I Don't Believe This Is How It's Meant To Be.

The song ‘Meant To Be’ on City and Colour’s 2023 album, ‘The Love Still Held Me Near’ is a beautifully melancholic dirge that grieves the deaths of dear friends. Dallas Green declares his jarred unacceptance of death's finality against the Church's seemingly passive acceptance of a precious one’s death being ‘God’s will.’ Throughout his long career in various acts, Green has railed against a religious morality that demands unquestioning adherence to dogmas that cannot genuinely feel the ecstasies and tragedies of real life. In his trademark soul-bearing warble, he sings the chorus:

But now that you're gone
And I write down this song
I don't believe this is how it's meant to be
The church bells they ring
You can hear the mourners sing
They still believe This is how it's meant to be


Green gives form to a blurry intersection; where death’s crippling wrongness meets with a whisper-quiet intuition that there must be more beyond the grave. Christians do not corner the market when pointing to eternity. Something deep within the human psyche recognises eternal things and astutely feels when eternal things get violated. Death is one such violation, and Green won’t accept that it is part of God's plan.

Green grieves a Church upbringing that has not been able to listen and mourn with him or to demonstrate that there is hope beyond the grave.

‘When I grew up
I had big city dreams
I wondered if the Bible was wrong
What the hell were they teaching me?
I was lost in thought
And I could not hide it
But the sun, it kept on rising
So, I played along’

I would probably be deemed among the church mourners that Green names, but I side with his perspective in saying, ‘I don’t believe this is how it’s meant to be.’ The Christian reality is that we are on our way towards an eternal time when the old order of things will have passed away. “There will be no more death or mourning or crying or pain, for the old order of things has passed away.” He who was seated on the throne said, “I am making everything new!” Then he said, “Write this down, for these words are trustworthy and true.” Revelation 21:4-5.

Three months ago, I was numbered among many mourners attending a dear friend's memorial. Each mourner was caught in the same black hole of loss, where the fabric of time and space seemed to have bottomed out into oblivion, leaving us free-falling.

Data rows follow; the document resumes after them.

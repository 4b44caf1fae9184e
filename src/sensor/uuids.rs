//! GATT characteristic identifiers and the arming sequence.
//!
//! Battery and model number live under the Bluetooth SIG base UUID. The
//! SensorTag's own services use the vendor base `F000xxxx-0451-4000-B000-000000000000`.

use uuid::Uuid;

const SIG_BASE: u128 = 0x0000_0000_0000_1000_8000_0080_5F9B_34FB;
const VENDOR_BASE: u128 = 0x0000_0000_0451_4000_B000_0000_0000_0000;

/// Build a 128-bit identifier from a 16-bit SIG-assigned number.
pub const fn sig_uuid(code: u16) -> Uuid {
    Uuid::from_u128(SIG_BASE | ((code as u128) << 96))
}

/// Build a 128-bit identifier from a 16-bit vendor code.
pub const fn vendor_uuid(code: u16) -> Uuid {
    Uuid::from_u128(VENDOR_BASE | ((0xF000_0000u128 + code as u128) << 96))
}

pub const BATTERY_LEVEL: Uuid = sig_uuid(0x2A19);
pub const MODEL_NUMBER: Uuid = sig_uuid(0x2A24);

pub const TEMPERATURE_DATA: Uuid = vendor_uuid(0xAA01);
pub const TEMPERATURE_ENABLE: Uuid = vendor_uuid(0xAA02);
pub const HUMIDITY_DATA: Uuid = vendor_uuid(0xAA21);
pub const HUMIDITY_ENABLE: Uuid = vendor_uuid(0xAA22);
pub const OPTICAL_DATA: Uuid = vendor_uuid(0xAA71);
pub const OPTICAL_ENABLE: Uuid = vendor_uuid(0xAA72);
pub const MOVEMENT_DATA: Uuid = vendor_uuid(0xAA81);
pub const MOVEMENT_CONFIG: Uuid = vendor_uuid(0xAA82);
pub const MOVEMENT_PERIOD: Uuid = vendor_uuid(0xAA83);

const SENSOR_ON: &[u8] = &[0x01];
/// Axis enable bits 3 to 5 set, wake-on-motion off.
const MOVEMENT_AXES: &[u8] = &[0b0011_1000, 0b0000_0000];
/// Period in units of 10 ms.
const MOVEMENT_PERIOD_100MS: &[u8] = &[0x0A];

/// A characteristic write issued while arming the device.
#[derive(Debug, Clone, Copy, PartialEq, Eq)]
pub struct ArmCommand {
    pub characteristic: Uuid,
    pub payload: &'static [u8],
    pub label: &'static str,
}

/// Writes that power on temperature, humidity, optical and movement sensing, in order.
pub const ARM_SEQUENCE: [ArmCommand; 5] = [
    ArmCommand {
        characteristic: TEMPERATURE_ENABLE,
        payload: SENSOR_ON,
        label: "temperature enable",
    },
    ArmCommand {
        characteristic: HUMIDITY_ENABLE,
        payload: SENSOR_ON,
        label: "humidity enable",
    },
    ArmCommand {
        characteristic: OPTICAL_ENABLE,
        payload: SENSOR_ON,
        label: "optical enable",
    },
    ArmCommand {
        characteristic: MOVEMENT_CONFIG,
        payload: MOVEMENT_AXES,
        label: "movement config",
    },
    ArmCommand {
        characteristic: MOVEMENT_PERIOD,
        payload: MOVEMENT_PERIOD_100MS,
        label: "movement period",
    },
];
//! Configuration for the SensorTag bridge.

use serde::{Deserialize, Serialize};
use std::path::{Path, PathBuf};
use std::time::Duration;

use crate::sensor::SensorKind;
use crate::stream::memory::DEFAULT_INLET_BUFFER;
use crate::window::DEFAULT_WINDOW_CAPACITY;

/// Main configuration for the bridge.
#[derive(Debug, Clone, Default, Serialize, Deserialize)]
#[serde(default)]
pub struct Config {
    pub device: DeviceConfig,
    pub publisher: PublisherConfig,
    pub collector: CollectorConfig,
}

impl Config {
    /// Load configuration from the default location.
    pub fn load() -> Result<Self, ConfigError> {
        Self::load_from(&Self::config_path())
    }

    /// Load configuration from `path`, falling back to defaults when it does not exist.
    pub fn load_from(path: &Path) -> Result<Self, ConfigError> {
        if !path.exists() {
            return Ok(Self::default());
        }

        let content = std::fs::read_to_string(path)?;
        let config: Config = serde_json::from_str(&content)?;
        Ok(config)
    }

    /// Save configuration to the default location.
    pub fn save(&self) -> Result<(), ConfigError> {
        self.save_to(&Self::config_path())
    }

    /// Save configuration to `path`, creating parent directories.
    pub fn save_to(&self, path: &Path) -> Result<(), ConfigError> {
        if let Some(parent) = path.parent() {
            std::fs::create_dir_all(parent)?;
        }

        let content = serde_json::to_string_pretty(self)?;
        std::fs::write(path, content)?;
        Ok(())
    }

    /// Get the path to the configuration file.
    pub fn config_path() -> PathBuf {
        dirs::config_dir()
            .unwrap_or_else(|| PathBuf::from("."))
            .join("sensortag-bridge")
            .join("config.json")
    }
}

/// Which device to connect to and how long to wait for it.
#[derive(Debug, Clone, Serialize, Deserialize)]
#[serde(default)]
pub struct DeviceConfig {
    /// BLE address of the SensorTag
    pub address: String,

    #[serde(with = "duration_ms")]
    pub connect_timeout: Duration,
}

impl Default for DeviceConfig {
    fn default() -> Self {
        Self {
            address: "CC:78:AB:7F:75:03".to_string(),
            connect_timeout: Duration::from_secs(4),
        }
    }
}

/// Which sensors to stream and how streams are labelled.
#[derive(Debug, Clone, Serialize, Deserialize)]
#[serde(default)]
pub struct PublisherConfig {
    /// One outlet per sensor, named after the sensor
    pub sensors: Vec<SensorKind>,

    /// Source identifier attached to every outlet
    pub source_id: String,

    /// Stream every channel instead of the first three
    pub full_channels: bool,
}

impl Default for PublisherConfig {
    fn default() -> Self {
        Self {
            sensors: vec![SensorKind::Movement],
            source_id: "SensorTag1".to_string(),
            full_channels: false,
        }
    }
}

/// Which streams to follow and how much history to keep.
#[derive(Debug, Clone, Serialize, Deserialize)]
#[serde(default)]
pub struct CollectorConfig {
    /// Stream names to resolve, in collection order
    pub streams: Vec<String>,

    #[serde(with = "duration_ms")]
    pub discovery_timeout: Duration,

    /// Upper bound on waiting for one stream's sample; unset blocks indefinitely
    #[serde(with = "option_duration_ms")]
    pub pull_timeout: Option<Duration>,

    /// Entries kept in the rolling window
    pub window_capacity: usize,

    /// Samples buffered per inlet by the in-process bus
    pub inlet_buffer: usize,
}

impl Default for CollectorConfig {
    fn default() -> Self {
        Self {
            streams: vec![SensorKind::Movement.name().to_string()],
            discovery_timeout: Duration::from_secs(10),
            pull_timeout: None,
            window_capacity: DEFAULT_WINDOW_CAPACITY,
            inlet_buffer: DEFAULT_INLET_BUFFER,
        }
    }
}

/// Configuration errors.
#[derive(Debug, thiserror::Error)]
pub enum ConfigError {
    #[error("IO error: {0}")]
    Io(#[from] std::io::Error),

    #[error("Parse error: {0}")]
    Parse(#[from] serde_json::Error),
}

/// Serde support for Duration as integer milliseconds.
mod duration_ms {
    use serde::{Deserialize, Deserializer, Serialize, Serializer};
    use std::time::Duration;

    pub fn serialize<S>(duration: &Duration, serializer: S) -> Result<S::Ok, S::Error>
    where
        S: Serializer,
    {
        (duration.as_millis() as u64).serialize(serializer)
    }

    pub fn deserialize<'de, D>(deserializer: D) -> Result<Duration, D::Error>
    where
        D: Deserializer<'de>,
    {
        let ms = u64::deserialize(deserializer)?;
        Ok(Duration::from_millis(ms))
    }
}

mod option_duration_ms {
    use serde::{Deserialize, Deserializer, Serialize, Serializer};
    use std::time::Duration;

    pub fn serialize<S>(duration: &Option<Duration>, serializer: S) -> Result<S::Ok, S::Error>
    where
        S: Serializer,
    {
        duration
            .map(|d| d.as_millis() as u64)
            .serialize(serializer)
    }

    pub fn deserialize<'de, D>(deserializer: D) -> Result<Option<Duration>, D::Error>
    where
        D: Deserializer<'de>,
    {
        let ms = Option::<u64>::deserialize(deserializer)?;
        Ok(ms.map(Duration::from_millis))
    }
}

‘And then the morning came
And the sun started rising
But I was missing my friend
So, how do I carry on?’

Incredibly, through the words and songs shared at the memorial, the hope of resurrection met us. It was like a blanket of light was pulled from beyond and draped over our wracked shoulders. None of us believed this was how it was meant to be. We felt the wood of the coffin, and we gave tearful hugs of unspoken depths to those we hadn’t seen in years.  And yet. Ressurection reminded us, ‘This isn’t how it’s meant to be. It won’t be this way forever.’

The Holy Spirit is God's spirit sent to draw people to an awareness and reception of God's reality. The Spirit counsels those who follow God. The Spirit's goodness sows seeds of hope to all. I find it fascinating that Green’s voice from outside the faith has a similar prophetic edge, ‘Don’t embrace death as the final word.’ God has the final say on death and has spoken life!

When we look at the account of Jesus resurrecting Lazarus in John 11: 1-44, we see tears rolling down God’s face and dripping onto the dry earth of Nazareth. Although moments away from raising Lazarus from the dead, Jesus weeps, overwhelmed by this reality of dying, which heinously tears at the centre of our beings. Perhaps Jesus is envisioning his own death, recognising the grief that will follow for the three days before his own resurrection. God's humanity is on display as He feels the destructive weight of His impending suffering and passing from physicality. 

Churches I have been a part of and Christians I know have been able to live between realms. We are a kingdom of ministers who straddle both eternal and temporal spaces. Like Jesus, we too can enter into people’s grief while laying a blanket of resurrection light across their shoulders.

The Church needs artists like Dallas Green to hold up a mirror for us. I value his talent, perspectives, vulnerability, and courage to sing about topics that matter to people. I pray that Green would meet Jesus, who says even more loudly, “I don't believe this is how it's meant to be.” He is the one who has lived through death and makes a way for all to have eternal hope despite our broken reality.